** DESCRIPTION OF THE TASK **
Word for word, restate all of the data shown below.

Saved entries
// ---------------------------------------------------------------------------
// Verification
// ---------------------------------------------------------------------------

/// Verify a Sigstore bundle against the compiled-in trust root.
///
/// Binds the bundle to `expected_digest` (hex SHA-256 of the release
/// artifact, case-insensitive) and enforces the identity policy: OIDC
/// issuer is GitHub Actions, the workflow repository is `repo`, and the
/// workflow ref is a tag. Returns the measurement from the statement's
/// predicate.
pub fn verify_sigstore_bundle(
    bundle_json: &serde_json::Value,
    expected_digest: &str,
    repo: &str,
) -> Result<Measurement> {
    verify_sigstore_bundle_with(bundle_json, expected_digest, repo, TrustRoot::bundled())
}

/// Verify a Sigstore bundle against an explicit trust root.
pub fn verify_sigstore_bundle_with(
    bundle_json: &serde_json::Value,
    expected_digest: &str,
    repo: &str,
    trust_root: &TrustRoot,
) -> Result<Measurement> {
    let bundle: Bundle = serde_json::from_value(bundle_json.clone())
        .map_err(|e| TinfoilError::attestation_with("malformed Sigstore bundle", e))?;

    let envelope = bundle
        .dsse_envelope
        .as_ref()
        .ok_or_else(|| TinfoilError::attestation("Sigstore bundle has no DSSE envelope"))?;

    let leaf = leaf_certificate(&bundle.verification_material)?;

    // Rekor log consistency: a trusted log must have promised inclusion.
    let entry = bundle
        .verification_material
        .tlog_entries
        .first()
        .ok_or_else(|| TinfoilError::attestation("Sigstore bundle has no transparency log entry"))?;
    verify_log_entry(entry, trust_root)?;

    // The short-lived Fulcio certificate must have been valid when the
    // log integrated the entry, and must chain to a trusted CA.
    if !leaf.valid_at(entry.integrated_time) {
        return Err(TinfoilError::attestation(
            "signing certificate not valid at log integration time",
        ));
    }
    verify_chain_to_trust_root(&leaf, trust_root)?;

    verify_identity_policy(&leaf, repo)?;

    // DSSE envelope signature over the pre-authentication encoding.
    let payload = BASE64
        .decode(&envelope.payload)
        .map_err(|e| TinfoilError::attestation_with("DSSE payload is not base64", e))?;
    let signature = envelope
        .signatures
        .first()
        .ok_or_else(|| TinfoilError::attestation("DSSE envelope has no signatures"))?;
    let sig_der = BASE64
        .decode(&signature.sig)
        .map_err(|e| TinfoilError::attestation_with("DSSE signature is not base64", e))?;
    let pae = pre_authentication_encoding(&envelope.payload_type, &payload);
    crate::x509::verify_ecdsa_p256_der(leaf.public_key_bits()?, &pae, &sig_der)
        .map_err(|e| TinfoilError::attestation_with("DSSE envelope signature invalid", e))?;

    if envelope.payload_type != INTOTO_PAYLOAD_TYPE {
        return Err(TinfoilError::attestation(format!(
            "unsupported DSSE payload type: {}",
            envelope.payload_type
        )));
    }

    // Bind the statement to the release artifact.
    let statement: InTotoStatement = serde_json::from_slice(&payload)
        .map_err(|e| TinfoilError::attestation_with("malformed in-toto statement", e))?;
    let subject = statement
        .subject
        .first()
        .ok_or_else(|| TinfoilError::attestation("in-toto statement has no subject"))?;
    if !subject.digest.sha256.eq_ignore_ascii_case(expected_digest) {
        return Err(TinfoilError::attestation(format!(
            "statement subject digest {} does not match release digest {expected_digest}",
            subject.digest.sha256
        )));
    }

    let predicate_type = PredicateType::from_uri(&statement.predicate_type)?;
    if predicate_type != PredicateType::SnpTdxMultiplatformV1 {
        return Err(TinfoilError::attestation(format!(
            "unsupported statement predicate type: {}",
            statement.predicate_type
        )));
    }

    tracing::debug!(repo, "Sigstore bundle verified");
    Ok(Measurement {
        predicate_type: PredicateType::SnpTdxMultiplatformV1,
        registers: vec![statement.predicate.snp_measurement],
    })
}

** RESPONSE AREA **
// ---------------------------------------------------------------------------
// Verification
// ---------------------------------------------------------------------------

/// Verify a Sigstore bundle against the compiled-in trust root.
///
/// Binds the bundle to `expected_digest` (hex SHA-256 of the release
/// artifact, case-insensitive) and enforces the identity policy: OIDC
/// issuer is GitHub Actions, the workflow repository is `repo`, and the
/// workflow ref is a tag. Returns the measurement from the statement's
/// predicate.
pub fn verify_sigstore_bundle(
    bundle_json: &serde_json::Value,
    expected_digest: &str,
    repo: &str,
) -> Result<Measurement> {
    verify_sigstore_bundle_with(bundle_json, expected_digest, repo, TrustRoot::bundled())
}

/// Verify a Sigstore bundle against an explicit trust root.
pub fn verify_sigstore_bundle_with(
    bundle_json: &serde_json::Value,
    expected_digest: &str,
    repo: &str,
    trust_root: &TrustRoot,
) -> Result<Measurement> {
    let bundle: Bundle = serde_json::from_value(bundle_json.clone())
        .map_err(|e| TinfoilError::attestation_with("malformed Sigstore bundle", e))?;

    let envelope = bundle
        .dsse_envelope
        .as_ref()
        .ok_or_else(|| TinfoilError::attestation("Sigstore bundle has no DSSE envelope"))?;

    let leaf = leaf_certificate(&bundle.verification_material)?;

    // Rekor log consistency: a trusted log must have promised inclusion.
    let entry = bundle
        .verification_material
        .tlog_entries
        .first()
        .ok_or_else(|| TinfoilError::attestation("Sigstore bundle has no transparency log entry"))?;
    verify_log_entry(entry, trust_root)?;

    // The short-lived Fulcio certificate must have been valid when the
    // log integrated the entry, and must chain to a trusted CA.
    if !leaf.valid_at(entry.integrated_time) {
        return Err(TinfoilError::attestation(
            "signing certificate not valid at log integration time",
        ));
    }
    verify_chain_to_trust_root(&leaf, trust_root)?;

    verify_identity_policy(&leaf, repo)?;

    // DSSE envelope signature over the pre-authentication encoding.
    let payload = BASE64
        .decode(&envelope.payload)
        .map_err(|e| TinfoilError::attestation_with("DSSE payload is not base64", e))?;
    let signature = envelope
        .signatures
        .first()
        .ok_or_else(|| TinfoilError::attestation("DSSE envelope has no signatures"))?;
    let sig_der = BASE64
        .decode(&signature.sig)
        .map_err(|e| TinfoilError::attestation_with("DSSE signature is not base64", e))?;
    let pae = pre_authentication_encoding(&envelope.payload_type, &payload);
    crate::x509::verify_ecdsa_p256_der(leaf.public_key_bits()?, &pae, &sig_der)
        .map_err(|e| TinfoilError::attestation_with("DSSE envelope signature invalid", e))?;

    if envelope.payload_type != INTOTO_PAYLOAD_TYPE {
        return Err(TinfoilError::attestation(format!(
            "unsupported DSSE payload type: {}",
            envelope.payload_type
        )));
    }

    // Bind the statement to the release artifact.
    let statement: InTotoStatement = serde_json::from_slice(&payload)
        .map_err(|e| TinfoilError::attestation_with("malformed in-toto statement", e))?;
    let subject = statement
        .subject
        .first()
        .ok_or_else(|| TinfoilError::attestation("in-toto statement has no subject"))?;
    if !subject.digest.sha256.eq_ignore_ascii_case(expected_digest) {
        return Err(TinfoilError::attestation(format!(
            "statement subject digest {} does not match release digest {expected_digest}",
            subject.digest.sha256
        )));
    }

    let predicate_type = PredicateType::from_uri(&statement.predicate_type)?;
    if predicate_type != PredicateType::SnpTdxMultiplatformV1 {
        return Err(TinfoilError::attestation(format!(
            "unsupported statement predicate type: {}",
            statement.predicate_type
        )));
    }

    tracing::debug!(repo, "Sigstore bundle verified");
    Ok(Measurement {
        predicate_type: PredicateType::SnpTdxMultiplatformV1,
        registers: vec![statement.predicate.snp_measurement],
    })
}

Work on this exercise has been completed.